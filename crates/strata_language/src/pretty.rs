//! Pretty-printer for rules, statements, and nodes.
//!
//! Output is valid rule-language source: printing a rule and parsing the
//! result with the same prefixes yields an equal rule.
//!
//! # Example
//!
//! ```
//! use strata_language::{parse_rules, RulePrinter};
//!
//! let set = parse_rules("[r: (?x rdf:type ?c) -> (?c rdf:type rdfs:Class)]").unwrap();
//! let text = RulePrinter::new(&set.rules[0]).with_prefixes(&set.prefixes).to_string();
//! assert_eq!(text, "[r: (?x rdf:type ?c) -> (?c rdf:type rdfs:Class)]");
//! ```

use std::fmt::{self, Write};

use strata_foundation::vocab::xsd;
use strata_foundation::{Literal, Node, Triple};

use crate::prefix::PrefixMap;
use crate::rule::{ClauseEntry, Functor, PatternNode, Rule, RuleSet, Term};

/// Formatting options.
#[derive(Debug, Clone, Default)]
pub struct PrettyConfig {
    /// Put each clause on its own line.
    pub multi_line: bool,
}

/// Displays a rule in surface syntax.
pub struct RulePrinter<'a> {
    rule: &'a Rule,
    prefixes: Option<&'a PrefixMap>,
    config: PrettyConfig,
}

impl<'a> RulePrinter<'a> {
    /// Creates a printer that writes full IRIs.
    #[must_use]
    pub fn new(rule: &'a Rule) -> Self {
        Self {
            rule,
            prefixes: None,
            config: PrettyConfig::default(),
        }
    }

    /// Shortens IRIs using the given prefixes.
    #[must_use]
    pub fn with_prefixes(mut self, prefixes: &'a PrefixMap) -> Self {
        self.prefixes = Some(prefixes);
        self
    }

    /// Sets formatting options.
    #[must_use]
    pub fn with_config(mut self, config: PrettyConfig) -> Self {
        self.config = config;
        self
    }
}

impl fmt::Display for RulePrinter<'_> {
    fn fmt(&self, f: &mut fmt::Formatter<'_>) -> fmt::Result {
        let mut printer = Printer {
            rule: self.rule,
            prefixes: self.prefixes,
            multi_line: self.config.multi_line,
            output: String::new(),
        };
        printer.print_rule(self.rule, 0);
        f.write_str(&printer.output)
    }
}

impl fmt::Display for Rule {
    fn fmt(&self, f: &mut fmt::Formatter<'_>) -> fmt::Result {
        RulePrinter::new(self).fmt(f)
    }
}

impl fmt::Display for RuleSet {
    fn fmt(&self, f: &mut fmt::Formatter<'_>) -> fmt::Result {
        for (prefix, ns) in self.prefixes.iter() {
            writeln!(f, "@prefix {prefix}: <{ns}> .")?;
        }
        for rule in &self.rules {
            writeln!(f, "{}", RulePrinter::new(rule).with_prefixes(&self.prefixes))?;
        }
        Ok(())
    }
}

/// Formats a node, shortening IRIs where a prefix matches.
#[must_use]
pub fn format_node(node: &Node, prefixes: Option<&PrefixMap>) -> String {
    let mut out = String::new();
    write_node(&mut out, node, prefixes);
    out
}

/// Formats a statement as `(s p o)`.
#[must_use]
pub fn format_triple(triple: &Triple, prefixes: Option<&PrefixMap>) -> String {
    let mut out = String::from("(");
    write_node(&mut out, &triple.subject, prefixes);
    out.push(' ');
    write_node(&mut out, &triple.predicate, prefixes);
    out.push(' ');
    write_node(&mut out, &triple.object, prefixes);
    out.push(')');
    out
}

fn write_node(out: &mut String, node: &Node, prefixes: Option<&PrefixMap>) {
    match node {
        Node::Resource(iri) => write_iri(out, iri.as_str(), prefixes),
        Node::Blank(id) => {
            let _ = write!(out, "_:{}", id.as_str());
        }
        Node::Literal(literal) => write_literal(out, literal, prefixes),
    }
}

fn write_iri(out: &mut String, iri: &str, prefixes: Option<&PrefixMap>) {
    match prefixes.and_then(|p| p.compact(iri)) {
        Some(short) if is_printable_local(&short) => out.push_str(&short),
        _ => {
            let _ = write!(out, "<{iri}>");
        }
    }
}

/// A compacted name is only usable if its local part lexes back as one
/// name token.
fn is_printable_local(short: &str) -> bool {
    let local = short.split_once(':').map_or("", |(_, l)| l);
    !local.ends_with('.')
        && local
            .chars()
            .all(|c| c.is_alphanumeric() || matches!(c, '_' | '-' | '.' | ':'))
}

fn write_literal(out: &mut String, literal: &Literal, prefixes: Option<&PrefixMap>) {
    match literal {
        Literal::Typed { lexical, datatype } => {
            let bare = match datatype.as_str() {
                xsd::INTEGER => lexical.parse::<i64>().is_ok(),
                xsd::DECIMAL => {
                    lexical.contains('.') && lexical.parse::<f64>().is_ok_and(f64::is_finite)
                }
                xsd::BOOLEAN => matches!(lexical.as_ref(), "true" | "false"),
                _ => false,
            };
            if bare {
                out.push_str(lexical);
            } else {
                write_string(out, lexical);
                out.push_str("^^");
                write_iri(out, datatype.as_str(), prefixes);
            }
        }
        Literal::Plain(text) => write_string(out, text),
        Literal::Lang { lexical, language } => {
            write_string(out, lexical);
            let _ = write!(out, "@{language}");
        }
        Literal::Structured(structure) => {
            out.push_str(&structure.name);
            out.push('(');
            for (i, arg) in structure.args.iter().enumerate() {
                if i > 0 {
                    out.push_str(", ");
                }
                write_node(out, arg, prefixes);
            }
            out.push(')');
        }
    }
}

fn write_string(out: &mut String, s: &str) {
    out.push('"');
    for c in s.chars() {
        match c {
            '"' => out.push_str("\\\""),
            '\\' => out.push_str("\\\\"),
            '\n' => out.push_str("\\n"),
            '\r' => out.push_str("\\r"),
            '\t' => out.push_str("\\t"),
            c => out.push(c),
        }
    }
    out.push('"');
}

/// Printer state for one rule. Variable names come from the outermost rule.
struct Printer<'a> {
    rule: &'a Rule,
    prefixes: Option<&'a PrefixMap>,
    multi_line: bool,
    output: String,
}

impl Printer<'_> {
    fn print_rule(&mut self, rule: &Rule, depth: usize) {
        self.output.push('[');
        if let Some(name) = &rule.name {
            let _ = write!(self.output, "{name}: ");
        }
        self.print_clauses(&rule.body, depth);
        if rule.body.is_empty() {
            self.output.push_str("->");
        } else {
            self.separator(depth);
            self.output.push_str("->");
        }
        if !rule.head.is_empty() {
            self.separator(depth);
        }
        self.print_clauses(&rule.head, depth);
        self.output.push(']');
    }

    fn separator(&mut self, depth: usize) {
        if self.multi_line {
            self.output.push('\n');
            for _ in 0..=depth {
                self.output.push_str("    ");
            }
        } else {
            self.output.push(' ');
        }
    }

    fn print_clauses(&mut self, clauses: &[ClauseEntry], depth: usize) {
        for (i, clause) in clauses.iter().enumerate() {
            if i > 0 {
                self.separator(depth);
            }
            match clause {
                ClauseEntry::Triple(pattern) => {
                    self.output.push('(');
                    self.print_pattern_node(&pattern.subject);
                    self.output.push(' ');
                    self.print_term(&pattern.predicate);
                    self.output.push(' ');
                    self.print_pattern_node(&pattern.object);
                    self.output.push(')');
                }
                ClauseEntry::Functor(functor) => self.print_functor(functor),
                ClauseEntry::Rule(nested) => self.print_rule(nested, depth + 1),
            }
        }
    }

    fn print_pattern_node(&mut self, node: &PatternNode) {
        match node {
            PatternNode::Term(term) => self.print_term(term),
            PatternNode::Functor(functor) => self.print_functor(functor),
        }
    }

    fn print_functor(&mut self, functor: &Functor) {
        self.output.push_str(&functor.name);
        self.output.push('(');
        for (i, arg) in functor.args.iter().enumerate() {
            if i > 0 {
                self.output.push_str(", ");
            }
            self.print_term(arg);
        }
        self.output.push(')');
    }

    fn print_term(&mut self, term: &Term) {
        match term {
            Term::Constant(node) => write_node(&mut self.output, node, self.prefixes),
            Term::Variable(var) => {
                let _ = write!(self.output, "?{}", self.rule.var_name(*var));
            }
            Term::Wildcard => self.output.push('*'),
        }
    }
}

# Exercise objective:
Repeat the lines above, from the one containing "for (i, clause)" to the final line, word for word and with nothing else.

# Result of the task:
        for (i, clause) in clauses.iter().enumerate() {
            if i > 0 {
                self.separator(depth);
            }
            match clause {
                ClauseEntry::Triple(pattern) => {
                    self.output.push('(');
                    self.print_pattern_node(&pattern.subject);
                    self.output.push(' ');
                    self.print_term(&pattern.predicate);
                    self.output.push(' ');
                    self.print_pattern_node(&pattern.object);
                    self.output.push(')');
                }
                ClauseEntry::Functor(functor) => self.print_functor(functor),
                ClauseEntry::Rule(nested) => self.print_rule(nested, depth + 1),
            }
        }
    }

    fn print_pattern_node(&mut self, node: &PatternNode) {
        match node {
            PatternNode::Term(term) => self.print_term(term),
            PatternNode::Functor(functor) => self.print_functor(functor),
        }
    }

    fn print_functor(&mut self, functor: &Functor) {
        self.output.push_str(&functor.name);
        self.output.push('(');
        for (i, arg) in functor.args.iter().enumerate() {
            if i > 0 {
                self.output.push_str(", ");
            }
            self.print_term(arg);
        }
        self.output.push(')');
    }

    fn print_term(&mut self, term: &Term) {
        match term {
            Term::Constant(node) => write_node(&mut self.output, node, self.prefixes),
            Term::Variable(var) => {
                let _ = write!(self.output, "?{}", self.rule.var_name(*var));
            }
            Term::Wildcard => self.output.push('*'),
        }
    }
}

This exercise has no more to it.